Когда солнце скрылось за верхушками деревьев и зашевелились, словно оживая, тени, — она начертила Круг! Ползала по мокрой земле, в каше из грязи и снега, крепко сжимая рукоять охотничьего ножа. Следила, чтобы линия не прерывалась, а нож глубоко резал (вспарывал!) землю, и начало совпало с концом. Чуть было не сплоховала, но вовремя перебралась внутрь, иначе пришлось бы начинать по новой, — переступить замкнутую черту нельзя.
Поднялась, отряхнула от прилипшей хвои грязную юбку, обернулась к жутким живым теням и … показала лесу язык! То ли почудилось, то ли вправду из холодного сумрака донесся ехидный смешок. Забежав в дом, быстро надрезала палец острием ножа, подхватила на лезвие каплю крови, и размашисто начертила крест на хлипкой двери. Отскочила в самый дальний угол, забралась на лавку. Все!
Ноги дрожали от усталости, ныла ранка на пальце, юбка промокла от дождя и грязи, нос распух, сопли текли ручьем, под глазом наливался здоровенный синяк. Видел бы сейчас пан воевода свою непутевую дочку — ох и повеселился бы. Морду рукавом вытирает, как простая холопка, слезы с соплями по щекам размазывает. Батюшка-батюшка, где ты сейчас?!

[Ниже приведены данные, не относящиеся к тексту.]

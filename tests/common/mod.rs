//! Integration test common infrastructure.
//!
//! Provides a scripted mock server for the client to talk to, and
//! helpers for asserting on the line flow in both directions.

pub mod server;

#[allow(unused_imports)]
pub use server::{ServerConn, TestServer};
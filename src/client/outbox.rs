//! Outbound write queue.
//!
//! Ordered sequence of CRLF-terminated byte buffers awaiting
//! transmission. The front buffer is the only one ever submitted to the
//! transport; partial writes trim it in place, and a buffer is removed
//! only once fully drained. Order is strictly FIFO.

use bytes::{Buf, Bytes, BytesMut};
use std::collections::VecDeque;
use tracing::{trace, warn};

/// Default bound on pending buffers before the queue reports overflow.
pub(crate) const DEFAULT_MAX_PENDING: usize = 1024;

/// FIFO queue of pending outbound lines.
pub(crate) struct Outbox {
    queue: VecDeque<Bytes>,
    max_pending: usize,
    overflowed: bool,
}

impl Outbox {
    pub(crate) fn new(max_pending: usize) -> Self {
        Self {
            queue: VecDeque::new(),
            max_pending,
            overflowed: false,
        }
    }

    /// Append a line, CRLF-terminated, to the back of the queue.
    ///
    /// Past the depth bound the line is dropped and the overflow flag
    /// latches; the session loop turns that into a transport failure.
    pub(crate) fn push(&mut self, line: &str) {
        if self.queue.len() >= self.max_pending {
            warn!(depth = self.queue.len(), "write queue full, dropping line");
            self.overflowed = true;
            return;
        }

        trace!(line = %line, "enqueue");
        let mut buf = BytesMut::with_capacity(line.len() + 2);
        buf.extend_from_slice(line.as_bytes());
        buf.extend_from_slice(b"\r\n");
        self.queue.push_back(buf.freeze());
    }

    /// The buffer currently eligible for transmission. The clone is
    /// zero-copy; only [`advance`](Self::advance) changes queue state.
    pub(crate) fn front(&self) -> Option<Bytes> {
        self.queue.front().cloned()
    }

    /// Trim `n` transmitted bytes from the front buffer, removing it
    /// once fully drained.
    pub(crate) fn advance(&mut self, n: usize) {
        if let Some(front) = self.queue.front_mut() {
            front.advance(n.min(front.len()));
            if front.is_empty() {
                self.queue.pop_front();
            }
        }
    }

    pub(crate) fn overflowed(&self) -> bool {
        self.overflowed
    }

    /// Drain every pending buffer, front first. Used for the best-effort
    /// flush on deliberate shutdown.
    pub(crate) fn drain(&mut self) -> impl Iterator<Item = Bytes> + '_ {
        self.queue.drain(..)
    }
}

Дома ведьма белобрысая верховодит… верховодила. Девочка опустила голову, обхватила плечи руками. Всхлипнула, в который раз перебирая в памяти события: как Юстина падала с лестницы, как застыла на полу сломанной куклой. Хоть и ненавидела она братову жену, но отправить на тот свет беременную бабу страшно.
Слуги слышали, как две хозяйки лаялись все утро и с грохотом били посуду. Видели, как панна волокла за ухо девчонку. Та извивалась бешеной кошкой, и прокусила-таки ненавистную руку. Сильно, до крови. Юська вскрикнула, отдернула руку и влепила мерзавке пощечину. Массивные перстни рассекли скулу, потекла кровь. Ответная пощечина была такой сильной, что Юстина отлетела на пару шагов, ударилась спиной о стену и, не устояв, покатилась по ступенькам. Упала ничком и замерла у ног перепуганных хлопов. Вокруг белокурой головки — лужа крови…
Ночью было страшно. Так жутко, что разводить огонь она не решилась. Порылась в старой скрыне. Закуталась в найденное тряпье, натянула меховую шапку по самые глаза, затаилась в углу на лавке, прислушиваясь к звукам леса. Под напором ветра скрипели и кряхтели сосны. Ветки царапали крышу, словно пытаясь дотянуться до испуганной беглянки, вытащить из ветхого домишки.
Перед рассветом удалось забыться неглубоким тревожным сном.
Утром страхи развеялись, она разожгла очаг, размяла окоченевшие руки-ноги, опасливо выглянула через крохотное окошко — никого. Осмелев, решила выйти на двор проверить — не переступил ли кто охранную черту.